High intracerebral levels of CRH result in CRH receptor downregulation in the amygdala and neuroimmune desensitization.

Corticotropin-releasing hormone (CRH) acts at the pituitary level to increase ACTH secretion and, within the central nervous system, to stimulate the sympathoadrenomedullary axis and behavioral activity. In addition, the central administration of CRH has been reported to reduce cellular immunity in the periphery. This study investigated the temporal relationship between CRH receptor regulation and the changes in splenic natural killer (NK) cell and pituitary-adrenocortical hormone responses to a single intracisternal (IC) CRH challenge (acute CRH) 24 h after chronic CRH pretreatment (5 nmol/day IC CRH for 4 days). Chronic CRH significantly decreased by 44.2 +/- 7.8% (P < 0.01) the CRH receptor concentration (beta max) in the amygdala.
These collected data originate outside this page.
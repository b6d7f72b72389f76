use std::fmt;

use crate::url_state::{FilterState, FilterValue};

/// One primitive component of a query key.
#[derive(Debug, Clone, PartialEq, Eq, Hash, PartialOrd, Ord)]
pub enum KeyPart {
    Str(String),
    Int(i64),
    Bool(bool),
}

impl From<&str> for KeyPart {
    fn from(s: &str) -> Self {
        Self::Str(s.to_string())
    }
}

impl From<String> for KeyPart {
    fn from(s: String) -> Self {
        Self::Str(s)
    }
}

impl From<i64> for KeyPart {
    fn from(n: i64) -> Self {
        Self::Int(n)
    }
}

impl From<u32> for KeyPart {
    fn from(n: u32) -> Self {
        Self::Int(i64::from(n))
    }
}

impl From<bool> for KeyPart {
    fn from(b: bool) -> Self {
        Self::Bool(b)
    }
}

impl From<&FilterValue> for KeyPart {
    fn from(v: &FilterValue) -> Self {
        match v {
            FilterValue::Str(s) => Self::Str(s.clone()),
            FilterValue::Int(n) => Self::Int(*n),
            FilterValue::Bool(b) => Self::Bool(*b),
        }
    }
}

impl fmt::Display for KeyPart {
    fn fmt(&self, f: &mut fmt::Formatter<'_>) -> fmt::Result {
        match self {
            Self::Str(s) => write!(f, "{:?}", s),
            Self::Int(n) => write!(f, "{}", n),
            Self::Bool(b) => write!(f, "{}", b),
        }
    }
}

/// Structural identity of a query: resource name plus ordered parameters.
/// Equal keys address the same cache slot.
#[derive(Debug, Clone, PartialEq, Eq, Hash)]
pub struct QueryKey {
    resource: String,
    parts: Vec<KeyPart>,
}

impl QueryKey {
    pub fn new(resource: impl Into<String>) -> Self {
        Self {
            resource: resource.into(),
            parts: Vec::new(),
        }
    }

    pub fn with(mut self, part: impl Into<KeyPart>) -> Self {
        self.parts.push(part.into());
        self
    }

    /// Key for a filtered list: the resource followed by `name, value`
    /// pairs in filter-name order, so equal filter maps give equal keys.
    pub fn from_filters(resource: impl Into<String>, filters: &FilterState) -> Self {
        let mut key = Self::new(resource);
        for (name, value) in filters.iter() {
            key.parts.push(KeyPart::Str(name.clone()));
            key.parts.push(KeyPart::from(value));
        }
        key
    }

    pub fn resource(&self) -> &str {
        &self.resource
    }

    pub fn parts(&self) -> &[KeyPart] {
        &self.parts
    }
}

impl fmt::Display for QueryKey {
    fn fmt(&self, f: &mut fmt::Formatter<'_>) -> fmt::Result {
        write!(f, "[{:?}", self.resource)?;
        for part in &self.parts {
            write!(f, ", {}", part)?;
        }
        write!(f, "]")
    }
}

#[cfg(test)]
mod tests {
    use super::*;

    #[test]
    fn test_equal_parts_make_equal_keys() {
        let a = QueryKey::new("article").with("42").with(true);
        let b = QueryKey::new("article").with("42").with(true);
        assert_eq!(a, b);
        assert_ne!(a, QueryKey::new("article").with("42").with(false));
        assert_ne!(a, QueryKey::new("aiml-article").with("42").with(true));
    }

    #[test]
    fn test_from_filters_is_order_independent() {
        let mut f1 = FilterState::new();
        f1.set("page", FilterValue::Int(2));
        f1.set("category", FilterValue::Str("AI".into()));
        let mut f2 = FilterState::new();
        f2.set("category", FilterValue::Str("AI".into()));
        f2.set("page", FilterValue::Int(2));
        assert_eq!(
            QueryKey::from_filters("articles", &f1),
            QueryKey::from_filters("articles", &f2)
        );
    }

    #[test]
    fn test_display() {
        let key = QueryKey::new("articles").with("tech").with(3u32);
        assert_eq!(key.to_string(), r#"["articles", "tech", 3]"#);
    }
}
In contrast, the CRH receptor concentration of the anterior pituitary in the chronic CRH group was similar to the pituitary CRH receptor concentration in chronic saline controls. The immunoreactive-CRH concentration of the amygdala measured 24 h after the last IC CRH injection was not different from brain CRH levels in controls receiving chronic saline pretreatment. Consequently, the downregulation of amygdala CRH receptors occurred after transient increases in intracerebral CRH levels and did not result from ex vivo receptor occupancy by residual exogenous CRH sequestrated in brain tissue at the time of the CRH binding assay. Pretreatment with chronic CRH completely abolished the ability of a central CRH injection to suppress splenic NK activity; whereas, pituitary-adrenal responses to a superimposed acute CRH challenge were not significantly altered by chronic CRH pretreatment. These results suggest that the desensitization of the brain processes mediating CRH-induced suppression of splenic NK cytotoxicity is temporally correlated with CRH receptor downregulation in the amygdala but independent of pituitary-adrenal activation. These findings represent the first in vivo demonstration of homologous downregulation of extrahypothalamic CRH receptors and provide further evidence for the role of central CRH in the modulation of immune function.